Instead of holding our newly elevated self-image above others, we need to use it to appreciate that in fact, everyone has that same potential, more or less. To quote philosopher Alan Watts, “The oak is not better than the acorn.” We are all equal and we all have the possibility to do incredible things (though not necessarily the same incredible things). So the more you personally accomplish, the more that should affirm what everyone else is capable of (given their particular aptitudes combined with enough learning, effort, support, and blind luck). But that doesn’t mean we need to achieve anything either. There is only one achievement that really matters, and that is existing in the first place (the odds of which are estimated to be 1 in 102,685,000). Remember that we can’t add to our “value” as human beings anyway. One of the biggest fallacies in our culture is the belief that we need to “earn” respect somehow. The truth is, we create respect by giving it, not by demanding it. And so, in a spirit of bolstering equality and combating shame culture, we all need to learn to give unwavering respect to our fellow man — no matter who they are, where they come from, what they’ve accomplished, how many Twitter followers they have, or what horrible mistakes they’ve made. As human beings, we all have the same value, worth, and potential as anyone else, and so we all deserve basic respect. And it’s not even that hard to give. As James Gilligan notes, “The German word for attention — Achtung — also means respect. And that makes sense: the way you truly respect someone is to pay attention to them…” Buddhist monk Thích Nhất Hạnh takes it even further, “The most precious gift we can offer anyone is our attention.”

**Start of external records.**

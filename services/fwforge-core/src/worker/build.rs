//! Build worker protocol (spec §4.D.1): manifest → image-hash
//! derivation → dedup short-circuit → build → outcome → link.

use std::collections::BTreeMap;
use std::sync::Arc;

use tracing::{error, info, instrument, warn};

use fwforge_id::ImageHash;
use fwforge_store::ArtifactStore;
use fwforge_toolchain::{parse_manifest, MetaCommand, ToolchainDriver};

use crate::db::{BuildJob, ImageKind, NewImage, RequestStatus, RequestTier};

use super::{VersionOverlay, WorkerPaths};

/// A build worker: one [`ToolchainDriver`] checkout, one [`ArtifactStore`]
/// handle, and the shared request tier.
pub struct BuildWorker {
    driver: ToolchainDriver,
    store: ArtifactStore,
    request_tier: Arc<dyn RequestTier>,
    paths: WorkerPaths,
}

impl BuildWorker {
    #[must_use]
    pub fn new(
        store: ArtifactStore,
        request_tier: Arc<dyn RequestTier>,
        paths: WorkerPaths,
    ) -> Self {
        Self {
            driver: ToolchainDriver::new(paths.location.clone()),
            store,
            request_tier,
            paths,
        }
    }

    /// One-time checkout setup, to run before this worker's first job.
    pub async fn ensure_setup(&self) -> Result<(), fwforge_toolchain::ToolchainError> {
        self.driver.ensure_setup().await
    }

    fn base_params(&self, job: &BuildJob, overlay: &VersionOverlay) -> BTreeMap<String, String> {
        let mut params = BTreeMap::new();
        params.insert("request_hash".to_string(), job.request_hash.to_string());
        params.insert("distro".to_string(), job.subtarget.distro.clone());
        params.insert("version".to_string(), job.subtarget.version.clone());
        params.insert("target".to_string(), job.subtarget.target.clone());
        params.insert("subtarget".to_string(), job.subtarget.subtarget.clone());
        params.insert("profile".to_string(), job.profile.clone());
        params.insert("packages".to_string(), job.packages.join(" "));
        if let Some(defaults_hash) = &job.defaults_hash {
            params.insert("defaults_hash".to_string(), defaults_hash.to_string());
        }
        if let Some(ib_version) = &overlay.ib_version {
            params.insert("ib_version".to_string(), ib_version.clone());
        }
        if !overlay.repos.is_empty() {
            params.insert("repos".to_string(), overlay.repos.join(" "));
        }
        params
    }

    /// Run the full build protocol for one claimed job. Infallible
    /// against per-job failures: every error path writes a terminal
    /// status to the request row rather than propagating (spec §7,
    /// "Worker errors become terminal states ... never thrown to the
    /// dispatcher").
    #[instrument(skip(self, job, overlay), fields(request_hash = %job.request_hash))]
    pub async fn build(&self, job: BuildJob, overlay: VersionOverlay) {
        let fail_log_path = self
            .store
            .layout()
            .faillog_path(&self.paths.download_folder, job.request_hash.as_str());

        let mut params = self.base_params(&job, &overlay);

        // 1. Manifest phase.
        let manifest_output = match self.driver.run(MetaCommand::Manifest, &params).await {
            Ok(output) => output,
            Err(e) => {
                error!(error = %e, "failed to invoke manifest toolchain");
                self.fail_request(&job, RequestStatus::ManifestFail, &fail_log_path, &params, None, Some(&e.to_string()))
                    .await;
                return;
            }
        };

        if !manifest_output.success {
            warn!("manifest invocation exited nonzero");
            self.fail_request(
                &job,
                RequestStatus::ManifestFail,
                &fail_log_path,
                &params,
                Some(&manifest_output.stdout),
                Some(&manifest_output.stderr),
            )
            .await;
            return;
        }

        let manifest_hash =
            fwforge_id::ManifestHash::from_digest_input(&manifest_output.stdout);

        let manifest_packages: BTreeMap<String, String> = parse_manifest(&manifest_output.stdout)
            .into_iter()
            .map(|entry| (entry.name, entry.version))
            .collect();

        if let Err(e) = self
            .request_tier
            .add_manifest_packages(&manifest_hash, &manifest_packages)
            .await
        {
            error!(error = %e, "failed to persist manifest packages");
        }
        info!(manifest_hash = %manifest_hash, "parsed manifest");

        // 2. Image-hash derivation.
        let image_hash = ImageHash::from_manifest_hash(&manifest_hash);
        let image_dir = self.store.image_dir(&job.subtarget, &job.profile, &image_hash);

        // 3. Dedup short-circuit.
        if self.store.image_exists(&image_dir).await {
            let status = match self.request_tier.get_image_sysupgrade(&image_hash).await {
                Ok(Some(sysupgrade)) if sysupgrade.is_empty() => RequestStatus::NoSysupgrade,
                Ok(_) => RequestStatus::Created,
                Err(e) => {
                    warn!(error = %e, "could not look up existing image, defaulting to created");
                    RequestStatus::Created
                }
            };
            info!(image_hash = %image_hash, "image already built, skipping toolchain invocation");
            if let Err(e) = self
                .request_tier
                .done_build_job(&job.request_hash, &image_hash, status)
                .await
            {
                error!(error = %e, "failed to link deduped request to image");
            }
            return;
        }

        // 4. Build phase.
        let build_dir = match tempfile_dir(&self.paths.tempdir).await {
            Ok(dir) => dir,
            Err(e) => {
                error!(error = %e, "failed to allocate build directory");
                self.fail_request(&job, RequestStatus::BuildFail, &fail_log_path, &params, None, Some(&e.to_string()))
                    .await;
                return;
            }
        };

        params.insert("worker".to_string(), self.paths.location.display().to_string());
        params.insert("bin_dir".to_string(), build_dir.display().to_string());
        params.insert("j".to_string(), num_cpus().to_string());
        let mut extra_image_name = manifest_hash.to_string();
        if let Some(defaults_hash) = &job.defaults_hash {
            let defaults_dir = build_dir.join("files").join("etc").join("uci-defaults");
            if let Err(e) = tokio::fs::create_dir_all(&defaults_dir).await {
                error!(error = %e, "failed to create uci-defaults directory");
            }
            match self.request_tier.get_defaults(defaults_hash).await {
                Ok(content) => {
                    if let Err(e) = tokio::fs::write(
                        defaults_dir.join("99-server-defaults"),
                        content,
                    )
                    .await
                    {
                        error!(error = %e, "failed to write uci-defaults file");
                    }
                }
                Err(e) => error!(error = %e, "failed to fetch defaults content"),
            }
            params.insert(
                "files".to_string(),
                build_dir.join("files").display().to_string() + "/",
            );
            extra_image_name.push('-');
            extra_image_name.push_str(&defaults_hash.short(6));
        }
        params.insert("extra_image_name".to_string(), extra_image_name);
        params.insert("no_download".to_string(), "1".to_string());

        let build_start = std::time::Instant::now();
        let image_output = match self.driver.run(MetaCommand::Image, &params).await {
            Ok(output) => output,
            Err(e) => {
                error!(error = %e, "failed to invoke image toolchain");
                self.fail_request(&job, RequestStatus::BuildFail, &fail_log_path, &params, None, Some(&e.to_string()))
                    .await;
                let _ = tokio::fs::remove_dir_all(&build_dir).await;
                return;
            }
        };
        let build_seconds = build_start.elapsed().as_secs() as i64;

        // 5. Outcome.
        if !image_output.success {
            warn!("image invocation exited nonzero");
            self.fail_request(
                &job,
                RequestStatus::BuildFail,
                &fail_log_path,
                &params,
                Some(&image_output.stdout),
                Some(&image_output.stderr),
            )
            .await;
            let _ = tokio::fs::remove_dir_all(&build_dir).await;
            return;
        }

        if let Err(e) = self.store.move_in(&build_dir, &image_dir).await {
            error!(error = %e, "failed to move build artifacts into place");
            self.fail_request(&job, RequestStatus::BuildFail, &fail_log_path, &params, Some(&image_output.stdout), Some(&image_output.stderr))
                .await;
            let _ = tokio::fs::remove_dir_all(&build_dir).await;
            return;
        }
        let _ = tokio::fs::remove_dir_all(&build_dir).await;

        let sysupgrade = fwforge_store::find_sysupgrade(&image_dir);
        let status = match &sysupgrade {
            Some(_) => RequestStatus::Created,
            None if image_output.stdout.contains("too big") => {
                warn!("built image was too big");
                self.fail_request(
                    &job,
                    RequestStatus::ImagesizeFail,
                    &fail_log_path,
                    &params,
                    Some(&image_output.stdout),
                    Some(&image_output.stderr),
                )
                .await;
                return;
            }
            None => RequestStatus::NoSysupgrade,
        };

        let success_log_path = self.store.layout().buildlog_path(&image_dir, &image_hash);
        if let Err(e) = self
            .store
            .write_log(&success_log_path, &params, Some(&image_output.stdout), None)
            .await
        {
            warn!(error = %e, "failed to write success buildlog");
        }

        let new_image = NewImage {
            image_hash: image_hash.clone(),
            manifest_hash,
            subtarget: job.subtarget.clone(),
            profile: job.profile.clone(),
            directory: image_dir.display().to_string(),
            sysupgrade: sysupgrade.unwrap_or_default(),
            build_seconds,
            kind: ImageKind::Snapshot,
        };
        if let Err(e) = self.request_tier.add_image(&new_image).await {
            error!(error = %e, "failed to insert image row");
        }

        info!(request_hash = %job.request_hash, image_hash = %image_hash, "link request to image");
        if let Err(e) = self
            .request_tier
            .done_build_job(&job.request_hash, &image_hash, status)
            .await
        {
            error!(error = %e, "failed to finalize build job");
        }
    }

    async fn fail_request(
        &self,
        job: &BuildJob,
        status: RequestStatus,
        fail_log_path: &std::path::Path,
        params: &BTreeMap<String, String>,
        stdout: Option<&str>,
        stderr: Option<&str>,
    ) {
        if let Err(e) = self.store.write_log(fail_log_path, params, stdout, stderr).await {
            warn!(error = %e, "failed to write fail log");
        }
        if let Err(e) = self
            .request_tier
            .set_image_requests_status(&job.request_hash, status)
            .await
        {
            error!(error = %e, "failed to set terminal status");
        }
    }
}

async fn tempfile_dir(tempdir: &std::path::Path) -> std::io::Result<std::path::PathBuf> {
    tokio::fs::create_dir_all(tempdir).await?;
    let dir = tempdir.join(format!("fwforge-build-{}", ulid_like()));
    tokio::fs::create_dir_all(&dir).await?;
    Ok(dir)
}

/// A short unique-enough suffix for a build's scratch directory. Not a
/// content fingerprint — just needs to avoid colliding with concurrent
/// builds on the same worker.
fn ulid_like() -> String {
    use std::sync::atomic::{AtomicU64, Ordering};
    static COUNTER: AtomicU64 = AtomicU64::new(0);
    format!(
        "{}-{}",
        std::process::id(),
        COUNTER.fetch_add(1, Ordering::Relaxed)
    )
}

fn num_cpus() -> usize {
    std::thread::available_parallelism()
        .map(std::num::NonZeroUsize::get)
        .unwrap_or(1)
}
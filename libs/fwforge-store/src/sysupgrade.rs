//! Sysupgrade artifact discovery.
//!
//! The toolchain emits a target-specific sysupgrade filename; the
//! reference worker tries a fixed list of glob patterns, most likely
//! first, and takes the first match. Reproduced verbatim so the same
//! image always yields the same `sysupgrade` field.

use std::path::Path;

const SYSUPGRADE_PATTERNS: &[&str] = &[
    "*-squashfs-sysupgrade.bin",
    "*-squashfs-sysupgrade.tar",
    "*-squashfs.trx",
    "*-squashfs.chk",
    "*-squashfs.bin",
    "*-squashfs-sdcard.img.gz",
    "*-combined-squashfs*",
    "*.img.gz",
];

/// Find the sysupgrade artifact in `dir`, trying patterns in priority
/// order and returning the first match's file name.
#[must_use]
pub fn find_sysupgrade(dir: &Path) -> Option<String> {
    for pattern in SYSUPGRADE_PATTERNS {
        let full_pattern = dir.join(pattern);
        let Some(full_pattern) = full_pattern.to_str() else {
            continue;
        };
        if let Ok(mut matches) = glob::glob(full_pattern) {
            if let Some(Ok(path)) = matches.next() {
                return path
                    .file_name()
                    .and_then(|n| n.to_str())
                    .map(str::to_string);
            }
        }
    }
    None
}

#[cfg(test)]
mod tests {
    use super::*;
    use std::fs;

    #[test]
    fn picks_first_matching_pattern_in_priority_order() {
        let dir = std::env::temp_dir().join(format!(
            "fwforge-store-sysupgrade-test-{}",
            std::process::id()
        ));
        fs::create_dir_all(&dir).unwrap();
        fs::write(dir.join("openwrt-generic.img.gz"), b"x").unwrap();
        fs::write(dir.join("openwrt-generic-squashfs-sysupgrade.bin"), b"x").unwrap();

        let found = find_sysupgrade(&dir);
        assert_eq!(
            found.as_deref(),
            Some("openwrt-generic-squashfs-sysupgrade.bin")
        );

        fs::remove_dir_all(&dir).unwrap();
    }

    #[test]
    fn returns_none_when_nothing_matches() {
        let dir = std::env::temp_dir().join(format!(
            "fwforge-store-sysupgrade-empty-{}",
            std::process::id()
        ));
        fs::create_dir_all(&dir).unwrap();
        assert_eq!(find_sysupgrade(&dir), None);
        fs::remove_dir_all(&dir).unwrap();
    }
}
//! Typed content-fingerprint identifiers for the firmware image factory.
//!
//! Every identifier in this crate is a deterministic function of its
//! inputs (a truncated SHA-256 hex digest), not a freshly generated
//! value — see [`RequestHash`], [`ManifestHash`], [`ImageHash`] and
//! [`DefaultsHash`].

mod error;
#[macro_use]
mod macros;
mod types;

pub use error::FingerprintError;
pub use types::{
    canonicalize_packages, compute_request_hash, DefaultsHash, ImageHash, ManifestHash,
    RequestHash, SubtargetKey,
};
//! Error types for the artifact store.

use thiserror::Error;

#[derive(Debug, Error)]
pub enum StoreError {
    #[error("failed to create image directory {path}: {source}")]
    CreateDir {
        path: String,
        #[source]
        source: std::io::Error,
    },

    #[error("failed to move built artifact {name} into {dest}: {source}")]
    MoveArtifact {
        name: String,
        dest: String,
        #[source]
        source: std::io::Error,
    },

    #[error("failed to remove image directory {path}: {source}")]
    RemoveDir {
        path: String,
        #[source]
        source: std::io::Error,
    },

    #[error("failed to read build output directory {path}: {source}")]
    ReadBuildDir {
        path: String,
        #[source]
        source: std::io::Error,
    },

    #[error("failed to write log file {path}: {source}")]
    WriteLog {
        path: String,
        #[source]
        source: std::io::Error,
    },
}
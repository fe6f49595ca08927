//! Application state shared across the liveness/readiness HTTP surface.

use std::sync::Arc;

use crate::db::Database;

#[derive(Clone)]
pub struct AppState {
    inner: Arc<AppStateInner>,
}

struct AppStateInner {
    db: Database,
}

impl AppState {
    #[must_use]
    pub fn new(db: Database) -> Self {
        Self {
            inner: Arc::new(AppStateInner { db }),
        }
    }

    #[must_use]
    pub fn db(&self) -> &Database {
        &self.inner.db
    }
}
//! Subprocess driver and output parsers for the `meta-imagebuilder`
//! toolchain that the build and update workers shell out to.

mod driver;
mod error;
mod parser;

pub use driver::{MetaCommand, MetaOutput, ToolchainDriver};
pub use error::ToolchainError;
pub use parser::{
    parse_info, parse_manifest, parse_package_list, AvailablePackage, InfoOutput, ManifestEntry,
    ProfileInfo,
};
//! Database layer: connection pool management and the request-tier
//! implementation backing spec §6's contract.

mod error;
mod request_tier;
mod types;

pub use error::DbError;
pub use request_tier::{PgRequestTier, RequestTier};
pub use types::{
    BuildJob, ImageKind, NewImage, OutdatedSubtarget, ProfileRecord, ReclaimableImage,
    ReclaimableManifest, RequestStatus,
};

use std::time::Duration;

use sqlx::postgres::{PgPool, PgPoolOptions};
use tracing::info;

/// Connection pool tuning, loaded from the environment.
#[derive(Debug, Clone)]
pub struct DbConfig {
    pub database_url: String,
    pub max_connections: u32,
    pub min_connections: u32,
    pub acquire_timeout: Duration,
    pub idle_timeout: Duration,
    pub max_lifetime: Duration,
}

impl Default for DbConfig {
    fn default() -> Self {
        Self {
            database_url: "postgres://localhost/fwforge".to_string(),
            max_connections: 10,
            min_connections: 1,
            acquire_timeout: Duration::from_secs(5),
            idle_timeout: Duration::from_secs(600),
            max_lifetime: Duration::from_secs(1800),
        }
    }
}

impl DbConfig {
    pub fn from_env() -> Self {
        let database_url = std::env::var("DATABASE_URL")
            .unwrap_or_else(|_| "postgres://localhost/fwforge".to_string());

        let max_connections = std::env::var("DB_MAX_CONNECTIONS")
            .ok()
            .and_then(|s| s.parse().ok())
            .unwrap_or(10);

        let min_connections = std::env::var("DB_MIN_CONNECTIONS")
            .ok()
            .and_then(|s| s.parse().ok())
            .unwrap_or(1);

        Self {
            database_url,
            max_connections,
            min_connections,
            ..Default::default()
        }
    }
}

/// Database connection pool wrapper.
#[derive(Clone)]
pub struct Database {
    pool: PgPool,
}

impl Database {
    pub async fn connect(config: &DbConfig) -> Result<Self, DbError> {
        info!(
            max_connections = config.max_connections,
            min_connections = config.min_connections,
            "connecting to database"
        );

        let pool = PgPoolOptions::new()
            .max_connections(config.max_connections)
            .min_connections(config.min_connections)
            .acquire_timeout(config.acquire_timeout)
            .idle_timeout(Some(config.idle_timeout))
            .max_lifetime(Some(config.max_lifetime))
            .connect(&config.database_url)
            .await
            .map_err(DbError::Connect)?;

        info!("database connection pool established");

        Ok(Self { pool })
    }

    pub fn pool(&self) -> &PgPool {
        &self.pool
    }

    pub async fn health_check(&self) -> Result<(), DbError> {
        sqlx::query("SELECT 1")
            .execute(&self.pool)
            .await
            .map_err(DbError::Query)?;
        Ok(())
    }

    pub async fn run_migrations(&self) -> Result<(), DbError> {
        info!("running database migrations");

        let migrator = sqlx::migrate::Migrator::new(std::path::Path::new("./migrations"))
            .await
            .map_err(DbError::Migration)?;

        migrator.run(&self.pool).await.map_err(DbError::Migration)?;

        info!("database migrations complete");
        Ok(())
    }

    /// A `RequestTier` handle backed by this pool.
    pub fn request_tier(&self) -> PgRequestTier {
        PgRequestTier::new(self.pool.clone())
    }
}

#[cfg(test)]
mod tests {
    use super::*;

    #[test]
    fn db_config_defaults() {
        let config = DbConfig::default();
        assert_eq!(config.max_connections, 10);
        assert_eq!(config.min_connections, 1);
    }
}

There are other internal feelings you can cultivate to help counteract shame as well. For example, you can usually positively reframe shame using guilt, pride, or gratitude. If shame is triggered by a mistake you made, an action that does not align with your values, then you can use a growth mindset and guilt to safely distance yourself from it. Just enough to acknowledge it, make amends, learn from it, and let it go without being defined by it. However, it’s entirely possible to feel shame about an action that is aligned with your values if it is also sufficiently controversial with other people. Furthermore, it is possible to feel shame about an innate part of yourself that you cannot change if it is also culturally unpopular. You can even feel shame about something that happened to you in the past, often out of your control, if it is seen as abnormal. In all of these situations, however, I think you’ll find there is always something that you can actually be proud of or grateful for. I know some shame issues are related to potentially traumatic events and I don’t want to imply that you have to be proud of or grateful for something horrible that happened to you. But to deal with the shame of it, you need to acknowledge this tough situation. And while you’re not happy about it, you can always be proud of your ability to deal with it. Proud of your strength in the face of adversity. Or grateful for all that you have learned or how you’ve grown from this otherwise shitty experience. In these ways, you start to chip away at the cloak of “silence, secrecy, and judgment” that guards shame, in favour of the healthy openness, accountability, pride, and gratitude that supports authenticity.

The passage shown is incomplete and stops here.